Les vraies raisons, cachées ou non avouées du crash pétrolier
Les raisons évoquées plus haut ont incontestablement contribué à la baisse du prix du baril. Mais cette baisse aurait pu être rectifiée, si les membres de l’Opep, et à leur tête, l’Arabie Saoudite, avaient consenti une diminution de leur Production, comme ils l’ont fait auparavant. En fait cette fois-ci, l’enjeu est différent, et la vraie raison est autre: il fallait «à tout prix» tuer dans l’œuf la «Révolution du schiste» qui a pris naissance aux USA et au Canada, et qui est en train de faire des émules dans bien d’autres pays tels que l’Australie, la Chine, l’Argentine, l’Algérie, etc.! Certains vont même jusqu’à parler de «conspiration» contre l’Oncle Sam!
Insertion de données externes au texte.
// src/git/cli.rs

use std::path::{Path, PathBuf};
use std::process::Output;

use tokio::process::Command;
use tracing::{debug, trace};

use crate::errors::{Result, RunError};
use crate::git::{CommitAuthor, GitBackend};

/// Production git backend: shells out to the `git` CLI against a fixed
/// work tree.
///
/// Every command runs as `git -C <work_tree> ...`. Commands that may
/// create commits (merge, commit) additionally carry the configured
/// author identity via `-c user.name=... -c user.email=...`, so the
/// daemon never depends on ambient git configuration.
pub struct GitCli {
    work_tree: PathBuf,
    author: CommitAuthor,
}

impl GitCli {
    pub fn new(work_tree: PathBuf, author: CommitAuthor) -> Self {
        Self { work_tree, author }
    }

    pub fn work_tree(&self) -> &Path {
        &self.work_tree
    }

    async fn git(&self, args: &[&str]) -> Result<Output> {
        trace!(?args, "running git");
        let output = Command::new("git")
            .arg("-C")
            .arg(&self.work_tree)
            .args(args)
            .output()
            .await?;
        Ok(output)
    }

    async fn git_ok(&self, op: &'static str, args: &[&str]) -> Result<Output> {
        let output = self.git(args).await?;
        if !output.status.success() {
            return Err(RunError::Git {
                op: op.to_string(),
                detail: failure_detail(&output),
            });
        }
        debug!(op, "git command succeeded");
        Ok(output)
    }

    fn identity_args(&self) -> [String; 4] {
        [
            "-c".to_string(),
            format!("user.name={}", self.author.name),
            "-c".to_string(),
            format!("user.email={}", self.author.email),
        ]
    }

    async fn git_ok_with_identity(&self, op: &'static str, args: &[&str]) -> Result<Output> {
        let identity = self.identity_args();
        let mut full: Vec<&str> = identity.iter().map(String::as_str).collect();
        full.extend_from_slice(args);
        self.git_ok(op, &full).await
    }
}

/// Prefer stderr for the failure detail; fall back to stdout.
fn failure_detail(output: &Output) -> String {
    let stderr = String::from_utf8_lossy(&output.stderr);
    let stderr = stderr.trim();
    if !stderr.is_empty() {
        return stderr.to_string();
    }
    String::from_utf8_lossy(&output.stdout).trim().to_string()
}

impl GitBackend for GitCli {
    async fn fetch_remote(&self, remote: &str) -> Result<()> {
        self.git_ok("fetch", &["fetch", "--prune", remote]).await?;
        Ok(())
    }

    async fn checkout(&self, branch: &str) -> Result<()> {
        self.git_ok("checkout", &["checkout", branch]).await?;
        Ok(())
    }

    async fn create_branch(&self, branch: &str, start_point: &str) -> Result<()> {
        self.git_ok("checkout", &["checkout", "-b", branch, start_point])
            .await?;
        Ok(())
    }

    async fn has_ref(&self, refname: &str) -> Result<bool> {
        let output = self
            .git(&["rev-parse", "--verify", "--quiet", refname])
            .await?;
        Ok(output.status.success())
    }

    async fn fast_forward(&self, refname: &str) -> Result<()> {
        self.git_ok("merge --ff-only", &["merge", "--ff-only", refname])
            .await?;
        Ok(())
    }

    async fn merge(&self, branch: &str) -> Result<()> {
        // Merge can create a commit, so it needs the identity config.
        self.git_ok_with_identity("merge", &["merge", "--no-edit", branch])
            .await?;
        Ok(())
    }

    async fn abort_merge(&self) -> Result<()> {
        self.git_ok("merge --abort", &["merge", "--abort"]).await?;
        Ok(())
    }

    async fn stage_dir(&self, dir: &Path) -> Result<()> {
        let dir = dir.to_string_lossy();
        self.git_ok("add", &["add", "--all", "--", dir.as_ref()])
            .await?;
        Ok(())
    }

    async fn has_staged_changes(&self, dir: &Path) -> Result<bool> {
        let dir = dir.to_string_lossy();
        let output = self
            .git(&["diff", "--cached", "--quiet", "--", dir.as_ref()])
            .await?;
        // `diff --quiet` exits 0 for "no differences", 1 for "differences".
        match output.status.code() {
            Some(0) => Ok(false),
            Some(1) => Ok(true),
            _ => Err(RunError::Git {
                op: "diff --cached".to_string(),
                detail: failure_detail(&output),
            }),
        }
    }

    async fn commit(&self, message: &str) -> Result<()> {
        self.git_ok_with_identity("commit", &["commit", "-m", message])
            .await?;
        Ok(())
    }

    async fn head_commit(&self) -> Result<String> {
        let output = self.git_ok("rev-parse", &["rev-parse", "HEAD"]).await?;
        Ok(String::from_utf8_lossy(&output.stdout).trim().to_string())
    }

    async fn push(&self, remote: &str, branch: &str) -> Result<()> {
        self.git_ok("push", &["push", remote, branch]).await?;
        Ok(())
    }
}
En effet, depuis leur coup d’accélérateur, en 2007, pour le développement du gaz et du pétrole de schiste, grâce aux forages horizontaux et à la fracturation hydraulique, les USA ont réussi le tour de force pour passer d’un pays net importateur de pétrole et de gaz à un pays (presque) autosuffisant, voire bientôt en position d’exportateur!
Le prix du gaz aux USA est maintenant 3 à 4 fois moins cher qu’en Europe ou au Japon, et leur déficit en pétrole, qui a atteint 4 Mb/jour en 2005-2006 est pratiquement comblé (Fig.3). Ceci a évidemment un impact dramatique sur la nouvelle Géopolitique mondiale en matière d’énergie, et qui est bien évidemment «malvenu» par les membres de l’Opep.
A qui profite le crash pétrolier?
Un prix bas du pétrole, surtout si ceci se prolonge, profitera évidemment aux pays importateurs, et aux consommateurs de ces pays. Pour la Tunisie, la balance commerciale sera moins déficitaire, ce qui allègera aussi la Caisse de compensation, et il est fort probable que les prix des carburants, du gaz et de l’électricité n’augmenteront pas en 2015.
Ceci aura aussi une répercussion positive sur les industries grosses consommatrices d’énergie, et plus généralement sur l’économie mondiale qui pourra repartir vers une croissance plus soutenue.
Qui sont les «perdants» alors? Ce sont en 1er lieu les pays exportateurs dont les membres de l’Opep, et en (grande?) partie l’industrie pétrolière, et particulièrement son activité amont (exploration et production). Ce prix bas du baril, s’il se prolonge, ce qui semble être l’objectif de l’Opep, affectera encore plus sévèrement les «pétroliers du schiste», et il est fort probable que l’on parlera en 2015 de «crash du schiste»!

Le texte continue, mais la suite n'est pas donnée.